INPUT DATA:

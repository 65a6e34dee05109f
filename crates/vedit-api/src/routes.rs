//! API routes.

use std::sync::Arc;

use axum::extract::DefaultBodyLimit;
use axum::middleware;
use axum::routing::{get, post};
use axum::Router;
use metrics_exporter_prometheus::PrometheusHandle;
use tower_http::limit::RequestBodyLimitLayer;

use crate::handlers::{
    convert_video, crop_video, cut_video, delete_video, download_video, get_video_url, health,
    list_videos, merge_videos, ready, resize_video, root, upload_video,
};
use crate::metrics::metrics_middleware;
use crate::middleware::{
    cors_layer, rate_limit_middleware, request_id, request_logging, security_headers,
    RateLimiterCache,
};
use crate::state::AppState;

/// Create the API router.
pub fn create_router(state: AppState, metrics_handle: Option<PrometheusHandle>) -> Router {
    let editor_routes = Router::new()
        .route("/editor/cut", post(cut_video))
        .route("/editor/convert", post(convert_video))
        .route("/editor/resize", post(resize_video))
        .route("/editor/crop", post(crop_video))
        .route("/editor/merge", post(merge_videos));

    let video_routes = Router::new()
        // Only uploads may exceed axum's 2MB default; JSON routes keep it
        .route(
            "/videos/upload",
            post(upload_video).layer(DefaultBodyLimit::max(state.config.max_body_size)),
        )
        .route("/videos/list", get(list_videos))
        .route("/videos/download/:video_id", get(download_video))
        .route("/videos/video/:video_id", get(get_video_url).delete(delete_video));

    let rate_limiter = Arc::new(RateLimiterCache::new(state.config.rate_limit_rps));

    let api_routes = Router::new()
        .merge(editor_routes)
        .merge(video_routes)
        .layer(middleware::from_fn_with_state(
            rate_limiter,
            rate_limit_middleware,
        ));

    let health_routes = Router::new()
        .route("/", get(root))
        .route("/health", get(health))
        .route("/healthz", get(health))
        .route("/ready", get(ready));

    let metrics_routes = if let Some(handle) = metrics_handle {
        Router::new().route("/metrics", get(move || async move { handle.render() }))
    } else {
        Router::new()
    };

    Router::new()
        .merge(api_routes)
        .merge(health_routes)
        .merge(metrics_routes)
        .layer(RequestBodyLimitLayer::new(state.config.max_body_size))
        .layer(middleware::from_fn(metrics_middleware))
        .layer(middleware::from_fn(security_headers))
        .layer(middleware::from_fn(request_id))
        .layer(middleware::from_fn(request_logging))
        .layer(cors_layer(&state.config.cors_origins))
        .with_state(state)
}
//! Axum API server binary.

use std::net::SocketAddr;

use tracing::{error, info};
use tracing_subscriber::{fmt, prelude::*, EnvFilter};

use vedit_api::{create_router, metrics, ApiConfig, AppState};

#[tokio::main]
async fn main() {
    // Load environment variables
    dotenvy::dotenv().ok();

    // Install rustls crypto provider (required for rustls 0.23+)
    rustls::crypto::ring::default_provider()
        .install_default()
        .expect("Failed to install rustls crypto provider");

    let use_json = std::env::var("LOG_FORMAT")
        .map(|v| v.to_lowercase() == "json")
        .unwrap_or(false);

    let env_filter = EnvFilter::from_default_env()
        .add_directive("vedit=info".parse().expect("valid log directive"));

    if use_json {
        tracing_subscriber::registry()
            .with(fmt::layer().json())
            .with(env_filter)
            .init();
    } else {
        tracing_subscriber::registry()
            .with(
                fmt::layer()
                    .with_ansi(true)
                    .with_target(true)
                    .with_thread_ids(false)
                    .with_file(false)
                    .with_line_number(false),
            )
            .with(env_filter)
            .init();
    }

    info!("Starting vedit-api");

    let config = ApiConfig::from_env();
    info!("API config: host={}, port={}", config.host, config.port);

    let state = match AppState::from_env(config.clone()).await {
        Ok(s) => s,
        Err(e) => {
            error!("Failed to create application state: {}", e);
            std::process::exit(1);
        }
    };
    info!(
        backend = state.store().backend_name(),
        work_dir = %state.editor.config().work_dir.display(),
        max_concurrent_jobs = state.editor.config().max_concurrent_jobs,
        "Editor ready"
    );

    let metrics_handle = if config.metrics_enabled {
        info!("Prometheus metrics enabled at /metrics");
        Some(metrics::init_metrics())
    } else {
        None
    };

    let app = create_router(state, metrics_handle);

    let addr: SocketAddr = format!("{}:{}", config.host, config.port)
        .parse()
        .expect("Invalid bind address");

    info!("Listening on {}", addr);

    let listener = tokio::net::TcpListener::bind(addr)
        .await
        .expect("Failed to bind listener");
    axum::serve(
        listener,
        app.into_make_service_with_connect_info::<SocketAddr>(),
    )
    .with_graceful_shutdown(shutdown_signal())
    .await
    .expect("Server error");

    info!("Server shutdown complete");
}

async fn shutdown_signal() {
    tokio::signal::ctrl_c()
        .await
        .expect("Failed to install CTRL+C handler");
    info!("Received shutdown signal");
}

PROBLEM DETAILS: Write out the whole listing above once more, exactly.

SOLVED PROBLEM:
repository 65a6e34dee05109f
filename crates/vedit-api/src/routes.rs
//! API routes.

use std::sync::Arc;

use axum::extract::DefaultBodyLimit;
use axum::middleware;
use axum::routing::{get, post};
use axum::Router;
use metrics_exporter_prometheus::PrometheusHandle;
use tower_http::limit::RequestBodyLimitLayer;

use crate::handlers::{
    convert_video, crop_video, cut_video, delete_video, download_video, get_video_url, health,
    list_videos, merge_videos, ready, resize_video, root, upload_video,
};
use crate::metrics::metrics_middleware;
use crate::middleware::{
    cors_layer, rate_limit_middleware, request_id, request_logging, security_headers,
    RateLimiterCache,
};
use crate::state::AppState;

/// Create the API router.
pub fn create_router(state: AppState, metrics_handle: Option<PrometheusHandle>) -> Router {
    let editor_routes = Router::new()
        .route("/editor/cut", post(cut_video))
        .route("/editor/convert", post(convert_video))
        .route("/editor/resize", post(resize_video))
        .route("/editor/crop", post(crop_video))
        .route("/editor/merge", post(merge_videos));

    let video_routes = Router::new()
        // Only uploads may exceed axum's 2MB default; JSON routes keep it
        .route(
            "/videos/upload",
            post(upload_video).layer(DefaultBodyLimit::max(state.config.max_body_size)),
        )
        .route("/videos/list", get(list_videos))
        .route("/videos/download/:video_id", get(download_video))
        .route("/videos/video/:video_id", get(get_video_url).delete(delete_video));

    let rate_limiter = Arc::new(RateLimiterCache::new(state.config.rate_limit_rps));

    let api_routes = Router::new()
        .merge(editor_routes)
        .merge(video_routes)
        .layer(middleware::from_fn_with_state(
            rate_limiter,
            rate_limit_middleware,
        ));

    let health_routes = Router::new()
        .route("/", get(root))
        .route("/health", get(health))
        .route("/healthz", get(health))
        .route("/ready", get(ready));

    let metrics_routes = if let Some(handle) = metrics_handle {
        Router::new().route("/metrics", get(move || async move { handle.render() }))
    } else {
        Router::new()
    };

    Router::new()
        .merge(api_routes)
        .merge(health_routes)
        .merge(metrics_routes)
        .layer(RequestBodyLimitLayer::new(state.config.max_body_size))
        .layer(middleware::from_fn(metrics_middleware))
        .layer(middleware::from_fn(security_headers))
        .layer(middleware::from_fn(request_id))
        .layer(middleware::from_fn(request_logging))
        .layer(cors_layer(&state.config.cors_origins))
        .with_state(state)
}
//! Axum API server binary.

use std::net::SocketAddr;

use tracing::{error, info};
use tracing_subscriber::{fmt, prelude::*, EnvFilter};

use vedit_api::{create_router, metrics, ApiConfig, AppState};

#[tokio::main]
async fn main() {
    // Load environment variables
    dotenvy::dotenv().ok();

    // Install rustls crypto provider (required for rustls 0.23+)
    rustls::crypto::ring::default_provider()
        .install_default()
        .expect("Failed to install rustls crypto provider");

    let use_json = std::env::var("LOG_FORMAT")
        .map(|v| v.to_lowercase() == "json")
        .unwrap_or(false);

    let env_filter = EnvFilter::from_default_env()
        .add_directive("vedit=info".parse().expect("valid log directive"));

    if use_json {
        tracing_subscriber::registry()
            .with(fmt::layer().json())
            .with(env_filter)
            .init();
    } else {
        tracing_subscriber::registry()
            .with(
                fmt::layer()
                    .with_ansi(true)
                    .with_target(true)
                    .with_thread_ids(false)
                    .with_file(false)
                    .with_line_number(false),
            )
            .with(env_filter)
            .init();
    }

    info!("Starting vedit-api");

    let config = ApiConfig::from_env();
    info!("API config: host={}, port={}", config.host, config.port);

    let state = match AppState::from_env(config.clone()).await {
        Ok(s) => s,
        Err(e) => {
            error!("Failed to create application state: {}", e);
            std::process::exit(1);
        }
    };
    info!(
        backend = state.store().backend_name(),
        work_dir = %state.editor.config().work_dir.display(),
        max_concurrent_jobs = state.editor.config().max_concurrent_jobs,
        "Editor ready"
    );

    let metrics_handle = if config.metrics_enabled {
        info!("Prometheus metrics enabled at /metrics");
        Some(metrics::init_metrics())
    } else {
        None
    };

    let app = create_router(state, metrics_handle);

    let addr: SocketAddr = format!("{}:{}", config.host, config.port)
        .parse()
        .expect("Invalid bind address");

    info!("Listening on {}", addr);

    let listener = tokio::net::TcpListener::bind(addr)
        .await
        .expect("Failed to bind listener");
    axum::serve(
        listener,
        app.into_make_service_with_connect_info::<SocketAddr>(),
    )
    .with_graceful_shutdown(shutdown_signal())
    .await
    .expect("Server error");

    info!("Server shutdown complete");
}

async fn shutdown_signal() {
    tokio::signal::ctrl_c()
        .await
        .expect("Failed to install CTRL+C handler");
    info!("Received shutdown signal");
}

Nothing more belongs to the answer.